**Work instruction**
Which lines of the records below contain the word "every"? Report each of them in full.

•••••

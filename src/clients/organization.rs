use async_trait::async_trait;

use super::wire::{ContextRequest, OrganizationResponse};
use super::BackendClient;
use crate::errors::ConsoleError;
use crate::models::{Organization, UserContext};
use crate::services::{OrganizationService, Scoped};

pub struct OrganizationClient {
    backend: BackendClient,
}

impl OrganizationClient {
    pub fn new(backend: BackendClient) -> Self {
        Self { backend }
    }
}

#[async_trait]
impl OrganizationService for OrganizationClient {
    async fn get(&self, ctx: &UserContext) -> Result<Scoped<Organization>, ConsoleError> {
        let req = ContextRequest { user_context: ctx.into() };
        let resp: OrganizationResponse = self.backend.call("organization.get", "/organization/get", &req).await?;
        let org = resp
            .org
            .ok_or_else(|| ConsoleError::NotFound(format!("organization {}", ctx.org_cid)))?;
        Ok(Scoped::new(resp.org_id, org))
    }
}
use serde::{Deserialize, Serialize};

#[derive(Debug, Clone, Default, PartialEq, Serialize, Deserialize)]
#[serde(default)]
pub struct ScanGroupAddress {
    pub address_id: i64,
    pub org_id: i32,
    pub group_id: i32,
    pub host_address: String,
    pub ip_address: String,
    pub discovery_time: i64,
    pub discovered_by: String,
    pub last_scanned_time: i64,
    pub last_seen_time: i64,
    pub confidence_score: f32,
    pub user_confidence_score: f32,
    pub is_soa: bool,
    pub is_wildcard_zone: bool,
    pub is_hosted_service: bool,
    pub ignored: bool,
    pub found_from: String,
    pub ns_record: i32,
    pub address_hash: String,
    pub deleted: bool,
}

/// Hosts grouped with every address id and IP that resolves to them.
#[derive(Debug, Clone, Default, PartialEq, Serialize, Deserialize)]
pub struct ScanGroupHostList {
    pub org_id: i32,
    pub group_id: i32,
    pub etld: String,
    pub host_address: String,
    pub address_ids: Vec<i64>,
    pub ip_addresses: Vec<String>,
}

#[derive(Debug, Clone, Default, PartialEq, Serialize, Deserialize)]
pub struct ScanGroupAddressFilter {
    pub org_id: i32,
    pub group_id: i32,
    pub with_ignored: bool,
    pub ignored_value: bool,
    pub with_last_scanned_time: bool,
    pub since_scanned_time: i64,
    pub with_last_seen_time: bool,
    pub since_seen_time: i64,
    pub start: i64,
    pub limit: i32,
}

impl ScanGroupAddressFilter {
    /// True when `addr` passes every enabled criterion (paging excluded).
    pub fn matches(&self, addr: &ScanGroupAddress) -> bool {
        if addr.org_id != self.org_id || addr.group_id != self.group_id || addr.deleted {
            return false;
        }
        if self.with_ignored && addr.ignored != self.ignored_value {
            return false;
        }
        if self.with_last_scanned_time && addr.last_scanned_time < self.since_scanned_time {
            return false;
        }
        if self.with_last_seen_time && addr.last_seen_time < self.since_seen_time {
            return false;
        }
        addr.address_id > self.start
    }
}
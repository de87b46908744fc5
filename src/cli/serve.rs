use std::path::Path;

use tracing::info;

use crate::api;
use crate::cli::commands::ServeArgs;
use crate::config::{parse_config, ConsoleConfig};
use crate::errors::ConsoleError;

/// Load the config file (if any) and apply command-line overrides.
pub async fn load_config(args: &ServeArgs) -> Result<ConsoleConfig, ConsoleError> {
    let mut config = match &args.config {
        Some(path) => parse_config(Path::new(path)).await?,
        None => ConsoleConfig::default(),
    };

    if let Some(host) = &args.host {
        config.server.host = host.clone();
    }
    if let Some(port) = args.port {
        config.server.port = port;
    }
    if let Some(kind) = args.backend {
        config.backend.kind = kind;
    }

    Ok(config)
}

pub async fn handle_serve(args: ServeArgs) -> Result<(), ConsoleError> {
    let config = load_config(&args).await?;
    info!(
        host = %config.server.host,
        port = config.server.port,
        backend = %config.backend.kind,
        env = %config.env,
        region = %config.region,
        version = crate::VERSION,
        built = crate::BUILD_TIMESTAMP,
        "Starting console API server"
    );

    let state = api::create_app_state(&config)?;
    let app = api::build_router(state);

    let addr = format!("{}:{}", config.server.host, config.server.port);
    let listener = tokio::net::TcpListener::bind(&addr).await?;
    info!("Listening on {}", addr);

    axum::serve(listener, app)
        .with_graceful_shutdown(shutdown_signal())
        .await
        .map_err(|e| ConsoleError::Internal(format!("Server error: {}", e)))?;

    info!("Server stopped");
    Ok(())
}

async fn shutdown_signal() {
    if tokio::signal::ctrl_c().await.is_err() {
        std::future::pending::<()>().await;
    }
}
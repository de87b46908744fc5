use axum::{http::StatusCode, response::IntoResponse, Json};
use serde_json::json;
use tracing::{error, warn};

use crate::errors::ConsoleError;

impl ConsoleError {
    pub fn status_code(&self) -> StatusCode {
        match self {
            ConsoleError::MissingUserContext | ConsoleError::AccountDisabled | ConsoleError::Unauthorized(_) => {
                StatusCode::UNAUTHORIZED
            }
            ConsoleError::InvalidParameter(_)
            | ConsoleError::BadRequest(_)
            | ConsoleError::QuotaExceeded(_)
            | ConsoleError::FieldValidation(_)
            | ConsoleError::PortPolicy(_) => StatusCode::BAD_REQUEST,
            ConsoleError::Conflict(_) => StatusCode::CONFLICT,
            ConsoleError::NotFound(_) => StatusCode::NOT_FOUND,
            _ => StatusCode::INTERNAL_SERVER_ERROR,
        }
    }
}

impl IntoResponse for ConsoleError {
    fn into_response(self) -> axum::response::Response {
        let status = self.status_code();
        if status.is_server_error() {
            let class = self.classify();
            error!(error = %self, error_type = class.error_type, "Request failed");
        } else if !self.is_user_facing() {
            warn!(error = %self, status = status.as_u16(), "Request rejected");
        }

        let body = match &self {
            ConsoleError::FieldValidation(errors) => json!({
                "status": "error",
                "msg": "validation failed",
                "errors": errors,
            }),
            other => json!({"status": "error", "msg": other.public_message()}),
        };

        (status, Json(body)).into_response()
    }
}
use serde_json::{json, Value};
use std::sync::LazyLock;

pub static CONFIG_SCHEMA: LazyLock<Value> = LazyLock::new(|| {
    json!({
        "$schema": "http://json-schema.org/draft-07/schema#",
        "type": "object",
        "properties": {
            "server": {
                "type": "object",
                "properties": {
                    "host": { "type": "string", "minLength": 1 },
                    "port": { "type": "integer", "minimum": 1, "maximum": 65535 }
                }
            },
            "env": { "type": "string" },
            "region": { "type": "string" },
            "api_token": { "type": "string" },
            "backend": {
                "type": "object",
                "properties": {
                    "type": { "type": "string", "enum": ["memory", "http"] },
                    "token": { "type": "string" },
                    "timeout_secs": { "type": "integer", "minimum": 1, "maximum": 300 },
                    "endpoints": {
                        "type": "object",
                        "properties": {
                            "scangroup": { "$ref": "#/$defs/url" },
                            "address": { "$ref": "#/$defs/url" },
                            "organization": { "$ref": "#/$defs/url" },
                            "user": { "$ref": "#/$defs/url" }
                        }
                    },
                    "retry": {
                        "type": "object",
                        "properties": {
                            "max_retries": { "type": "integer", "minimum": 0, "maximum": 10 },
                            "base_delay_ms": { "type": "integer", "minimum": 0 },
                            "max_delay_ms": { "type": "integer", "minimum": 0 }
                        }
                    }
                }
            },
            "limits": {
                "type": "object",
                "properties": {
                    "max_input_addresses": { "type": "integer", "minimum": 1 },
                    "max_body_bytes": { "type": "integer", "minimum": 1024 }
                }
            },
            "organizations": {
                "type": "array",
                "items": {
                    "type": "object",
                    "required": ["org_id"],
                    "properties": {
                        "org_id": { "type": "integer" },
                        "subscription_id": { "type": "integer" },
                        "port_scan_enabled": { "type": "boolean" }
                    }
                }
            },
            "users": {
                "type": "array",
                "items": {
                    "type": "object",
                    "required": ["org_id", "user_cid"],
                    "properties": {
                        "org_id": { "type": "integer" },
                        "user_cid": { "type": "string" },
                        "agreement_accepted": { "type": "boolean" }
                    }
                }
            }
        },
        "$defs": {
            "url": { "type": "string", "pattern": "^https?://" }
        }
    })
});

•••••

**Output for this exercise**
/// Hosts grouped with every address id and IP that resolves to them.
    /// True when `addr` passes every enabled criterion (paging excluded).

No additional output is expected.